- [How to complete this task]: Find the line containing "let delta = mean - *slot;" in the entries below. Restate it and each line after it, word for word, up to and including the line containing "fn sample_from(lines: &[&[u8]])".

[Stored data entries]
----------

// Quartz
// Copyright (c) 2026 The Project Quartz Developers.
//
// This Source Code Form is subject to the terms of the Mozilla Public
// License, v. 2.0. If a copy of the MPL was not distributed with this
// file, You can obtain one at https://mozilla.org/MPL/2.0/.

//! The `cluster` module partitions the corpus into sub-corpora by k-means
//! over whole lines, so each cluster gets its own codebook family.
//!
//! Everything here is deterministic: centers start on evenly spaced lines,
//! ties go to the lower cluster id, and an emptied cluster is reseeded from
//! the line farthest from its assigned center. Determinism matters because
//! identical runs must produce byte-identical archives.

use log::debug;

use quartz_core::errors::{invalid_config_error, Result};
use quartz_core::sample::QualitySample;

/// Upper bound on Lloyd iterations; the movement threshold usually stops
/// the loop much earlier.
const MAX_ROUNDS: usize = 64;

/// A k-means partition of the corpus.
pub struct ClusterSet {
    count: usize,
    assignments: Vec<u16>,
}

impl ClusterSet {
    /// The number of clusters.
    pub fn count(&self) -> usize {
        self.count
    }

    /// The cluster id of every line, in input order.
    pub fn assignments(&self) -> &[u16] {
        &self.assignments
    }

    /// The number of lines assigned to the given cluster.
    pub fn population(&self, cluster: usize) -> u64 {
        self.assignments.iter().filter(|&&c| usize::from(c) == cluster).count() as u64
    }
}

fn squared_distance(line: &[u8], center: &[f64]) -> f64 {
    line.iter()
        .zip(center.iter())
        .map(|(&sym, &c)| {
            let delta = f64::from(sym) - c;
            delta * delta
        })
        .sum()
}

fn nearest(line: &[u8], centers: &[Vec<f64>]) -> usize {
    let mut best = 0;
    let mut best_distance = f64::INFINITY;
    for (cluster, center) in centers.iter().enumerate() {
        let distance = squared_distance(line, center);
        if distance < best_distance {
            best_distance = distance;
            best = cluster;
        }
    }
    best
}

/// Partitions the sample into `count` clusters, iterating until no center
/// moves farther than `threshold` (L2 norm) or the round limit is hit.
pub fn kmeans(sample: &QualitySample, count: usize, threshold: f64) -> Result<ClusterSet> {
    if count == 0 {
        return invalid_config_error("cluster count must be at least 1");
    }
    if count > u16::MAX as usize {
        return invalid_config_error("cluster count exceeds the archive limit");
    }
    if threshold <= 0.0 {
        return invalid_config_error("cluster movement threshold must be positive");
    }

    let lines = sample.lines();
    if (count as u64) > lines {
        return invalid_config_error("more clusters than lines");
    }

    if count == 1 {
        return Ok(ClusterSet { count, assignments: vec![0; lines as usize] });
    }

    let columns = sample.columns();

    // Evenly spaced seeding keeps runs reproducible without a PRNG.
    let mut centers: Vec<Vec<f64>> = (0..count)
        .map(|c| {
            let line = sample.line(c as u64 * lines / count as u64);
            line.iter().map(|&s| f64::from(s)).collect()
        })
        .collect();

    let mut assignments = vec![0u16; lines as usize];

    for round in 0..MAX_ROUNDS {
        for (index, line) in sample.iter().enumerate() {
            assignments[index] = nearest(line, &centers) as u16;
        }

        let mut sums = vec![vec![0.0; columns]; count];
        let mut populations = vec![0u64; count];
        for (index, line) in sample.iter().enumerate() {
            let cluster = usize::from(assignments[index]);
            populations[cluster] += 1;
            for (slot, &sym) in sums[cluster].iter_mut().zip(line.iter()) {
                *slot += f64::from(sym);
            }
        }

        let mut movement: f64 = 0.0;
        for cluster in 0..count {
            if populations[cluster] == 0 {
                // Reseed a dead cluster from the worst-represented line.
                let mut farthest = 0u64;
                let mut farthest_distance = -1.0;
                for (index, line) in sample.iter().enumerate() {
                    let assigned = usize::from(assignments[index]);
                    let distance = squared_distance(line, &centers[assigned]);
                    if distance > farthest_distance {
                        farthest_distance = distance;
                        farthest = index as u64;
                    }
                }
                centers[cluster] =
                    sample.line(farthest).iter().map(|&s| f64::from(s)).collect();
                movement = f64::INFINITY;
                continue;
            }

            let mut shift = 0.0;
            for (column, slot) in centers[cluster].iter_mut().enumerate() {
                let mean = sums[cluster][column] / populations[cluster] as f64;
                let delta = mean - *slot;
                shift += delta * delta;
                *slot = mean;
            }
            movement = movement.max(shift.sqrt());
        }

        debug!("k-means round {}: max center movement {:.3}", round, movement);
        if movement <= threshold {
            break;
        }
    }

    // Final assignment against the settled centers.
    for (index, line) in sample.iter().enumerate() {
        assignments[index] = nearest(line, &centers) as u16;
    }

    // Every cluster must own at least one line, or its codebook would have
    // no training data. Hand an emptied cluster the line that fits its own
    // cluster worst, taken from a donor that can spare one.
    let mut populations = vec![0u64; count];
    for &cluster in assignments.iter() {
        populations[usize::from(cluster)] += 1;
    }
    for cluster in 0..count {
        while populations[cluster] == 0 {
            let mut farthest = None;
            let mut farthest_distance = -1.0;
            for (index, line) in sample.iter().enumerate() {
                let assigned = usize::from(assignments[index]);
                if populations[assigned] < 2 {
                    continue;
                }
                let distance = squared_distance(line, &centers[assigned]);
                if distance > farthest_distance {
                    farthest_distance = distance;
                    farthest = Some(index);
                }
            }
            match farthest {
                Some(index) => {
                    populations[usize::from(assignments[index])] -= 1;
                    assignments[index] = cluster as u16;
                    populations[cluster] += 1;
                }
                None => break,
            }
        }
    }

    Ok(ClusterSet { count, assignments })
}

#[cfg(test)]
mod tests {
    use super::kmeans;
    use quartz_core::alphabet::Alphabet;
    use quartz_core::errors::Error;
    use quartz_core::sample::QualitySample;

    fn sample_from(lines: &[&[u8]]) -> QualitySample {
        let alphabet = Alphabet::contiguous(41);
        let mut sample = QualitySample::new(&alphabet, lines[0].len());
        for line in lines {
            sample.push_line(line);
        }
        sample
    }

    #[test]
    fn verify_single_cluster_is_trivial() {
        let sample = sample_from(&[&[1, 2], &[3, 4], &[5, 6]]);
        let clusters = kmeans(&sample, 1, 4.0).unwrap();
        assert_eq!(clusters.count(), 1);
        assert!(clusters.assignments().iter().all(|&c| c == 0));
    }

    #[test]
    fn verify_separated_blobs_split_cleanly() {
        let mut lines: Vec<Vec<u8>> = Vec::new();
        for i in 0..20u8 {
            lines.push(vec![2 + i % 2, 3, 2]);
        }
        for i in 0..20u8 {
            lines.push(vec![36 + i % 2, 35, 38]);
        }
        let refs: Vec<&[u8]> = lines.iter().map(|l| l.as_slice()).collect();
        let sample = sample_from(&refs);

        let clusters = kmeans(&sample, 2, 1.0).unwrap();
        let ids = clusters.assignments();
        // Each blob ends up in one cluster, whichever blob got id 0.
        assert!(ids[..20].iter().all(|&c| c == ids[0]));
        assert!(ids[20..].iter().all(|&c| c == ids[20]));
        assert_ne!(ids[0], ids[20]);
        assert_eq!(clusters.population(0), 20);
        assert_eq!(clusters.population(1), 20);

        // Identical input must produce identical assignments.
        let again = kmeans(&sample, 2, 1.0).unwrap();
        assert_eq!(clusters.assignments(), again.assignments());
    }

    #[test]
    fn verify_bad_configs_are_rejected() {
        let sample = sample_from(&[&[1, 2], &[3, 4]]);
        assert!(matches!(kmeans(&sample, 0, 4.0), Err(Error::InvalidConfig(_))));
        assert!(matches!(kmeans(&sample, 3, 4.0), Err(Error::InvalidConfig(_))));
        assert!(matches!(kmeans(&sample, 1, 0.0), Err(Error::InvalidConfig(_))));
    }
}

----------

- [Response area]:
                let delta = mean - *slot;
                shift += delta * delta;
                *slot = mean;
            }
            movement = movement.max(shift.sqrt());
        }

        debug!("k-means round {}: max center movement {:.3}", round, movement);
        if movement <= threshold {
            break;
        }
    }

    // Final assignment against the settled centers.
    for (index, line) in sample.iter().enumerate() {
        assignments[index] = nearest(line, &centers) as u16;
    }

    // Every cluster must own at least one line, or its codebook would have
    // no training data. Hand an emptied cluster the line that fits its own
    // cluster worst, taken from a donor that can spare one.
    let mut populations = vec![0u64; count];
    for &cluster in assignments.iter() {
        populations[usize::from(cluster)] += 1;
    }
    for cluster in 0..count {
        while populations[cluster] == 0 {
            let mut farthest = None;
            let mut farthest_distance = -1.0;
            for (index, line) in sample.iter().enumerate() {
                let assigned = usize::from(assignments[index]);
                if populations[assigned] < 2 {
                    continue;
                }
                let distance = squared_distance(line, &centers[assigned]);
                if distance > farthest_distance {
                    farthest_distance = distance;
                    farthest = Some(index);
                }
            }
            match farthest {
                Some(index) => {
                    populations[usize::from(assignments[index])] -= 1;
                    assignments[index] = cluster as u16;
                    populations[cluster] += 1;
                }
                None => break,
            }
        }
    }

    Ok(ClusterSet { count, assignments })
}

#[cfg(test)]
mod tests {
    use super::kmeans;
    use quartz_core::alphabet::Alphabet;
    use quartz_core::errors::Error;
    use quartz_core::sample::QualitySample;

    fn sample_from(lines: &[&[u8]]) -> QualitySample {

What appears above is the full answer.